I haven't got it with me I only do Monday and Tuesday's welding course I can do it and again then and take clear pics of it for you I'm after buying a welder soon so I can do it at home to get better faster but there's that many to choose from I don't wana spend it on some crap machine iv got about £1300 at a push
I can push to £1300 just about iv been looking at a few on Internet and have no idea yet as only been welding for a few week now I just thought if I spend a bit on one then it will weld good and not brake just finding it hard because there's that many I want one with high duty cycle
Don't get the idea spending a lot of money means it will 'weld good', most machines bar a couple of the cheaper hobby one's are more than capable of producing first class welds in the right hand's, even some of the hobby range of machines.
You will get advice on what machine is suitable here but members need to know the following:
What do you intend to weld.
What's the max thickness and how often.
Is portability important.
Do you want gas and gasless or happy to be just gas.
What power supply have you got.
Can you easily upgrade the power supply if required.
As much info as possible and I am sure helpful advice will follow.

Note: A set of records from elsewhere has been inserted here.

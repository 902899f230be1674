//! Using a custom allocation strategy together with item copies that can fail.
//!
//! The strategy below hands out a limited number of memory blocks. We use it to show that:
//!
//! * A failed copy drops the partial copy and leaves the original untouched.
//! * A refused allocation hands the item back from `try_push()`, so it can be retried.

use std::alloc::Layout;
use std::cell::Cell;
use std::error;
use std::fmt;
use std::ptr::NonNull;

use doubling_vec::{AllocError, Allocator, DoublingVec, Error, Global, TryClone};

/// Allows a fixed number of allocations, shared with every strategy derived for copies.
#[derive(Debug)]
struct Rationed<'a> {
    remaining: &'a Cell<usize>,
}

// SAFETY: Blocks come from `Global`, we only decide whether to ask for one.
unsafe impl Allocator for Rationed<'_> {
    fn allocate(&self, layout: Layout) -> Result<NonNull<u8>, AllocError> {
        let Some(remaining) = self.remaining.get().checked_sub(1) else {
            return Err(AllocError::new(layout));
        };

        self.remaining.set(remaining);
        Global.allocate(layout)
    }

    unsafe fn deallocate(&self, ptr: NonNull<u8>, layout: Layout) {
        // SAFETY: Forwarding the caller's guarantees, the block came from `Global`.
        unsafe {
            Global.deallocate(ptr, layout);
        }
    }

    fn for_copy(&self) -> Self {
        Self {
            remaining: self.remaining,
        }
    }
}

/// A concert ticket that cannot be duplicated once it has been scanned.
#[derive(Debug)]
struct Ticket {
    seat: u32,
    scanned: bool,
}

#[derive(Debug)]
struct AlreadyScanned(u32);

impl fmt::Display for AlreadyScanned {
    fn fmt(&self, f: &mut fmt::Formatter<'_>) -> fmt::Result {
        write!(f, "ticket for seat {} has already been scanned", self.0)
    }
}

impl error::Error for AlreadyScanned {}

impl TryClone for Ticket {
    type Error = AlreadyScanned;

    fn try_clone(&self) -> Result<Self, AlreadyScanned> {
        if self.scanned {
            return Err(AlreadyScanned(self.seat));
        }

        Ok(Self {
            seat: self.seat,
            scanned: false,
        })
    }
}

fn main() {
    let remaining = Cell::new(8);

    let mut tickets = DoublingVec::new_in(Rationed {
        remaining: &remaining,
    });

    for seat in 1..=3 {
        tickets
            .push(Ticket {
                seat,
                scanned: seat == 3,
            })
            .unwrap();
    }

    println!(
        "Holding {} tickets, {} allocations left",
        tickets.len(),
        remaining.get()
    );

    match tickets.try_clone() {
        Ok(copy) => println!("Copied {} tickets", copy.len()),
        Err(Error::ItemCopy { index, source }) => {
            println!("Copy failed at index {index}: {source}");
        }
        Err(error) => println!("Copy failed: {error}"),
    }

    // The original is untouched by the failed copy.
    println!(
        "Still holding {} tickets, first seat is {}",
        tickets.len(),
        tickets[0].seat
    );

    // Use up the remaining allocations, then try to grow.
    remaining.set(0);
    tickets
        .push(Ticket {
            seat: 4,
            scanned: false,
        })
        .unwrap();

    let fifth = Ticket {
        seat: 5,
        scanned: false,
    };

    match tickets.try_push(fifth) {
        Ok(()) => println!("Added seat 5"),
        Err(error) => {
            println!("Could not add a ticket: {error}");

            // The ticket is handed back, so we can retry once more memory is available.
            remaining.set(1);
            tickets.try_push(error.into_inner()).unwrap();
            println!("Added seat {} on retry", tickets[4].seat);
        }
    }
}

Cheer mate thanks well i want to be able to weld cars up chassis body work also rollcages bumpers rock tree sliders bash plates make things for 4x4s , benches alsorts really. my mates an electrition said he will sort all that side of it out for me somthing moveable would be good and I would like gas / gas-less also a mig /tig or should I buy seperate machines I will be using it regularly aswell and thickness It would be good to know it can weld thick metal if I need to cheers again look forward to getting some advice
The most often recommended mig on here for those with a big budget is the Portamig - seems to get rave reviews from everyone who has one. It should be up to doing everything you want. You could always start with a cheaper one from eBay though, and trade up later.
Have a look at the Weldequip site, they have a decent selection. They are very helpful if you email them with questions.
If I was buying a new welder and had £1300 I would be looking for a decent multi function machine. MIG, TIG, MMA then you can learn to TIG at your leisure as well as the stick welder. I am sure you could find a great machine and have money left for the gas and consumables.
I wish I had bought a multi function machine.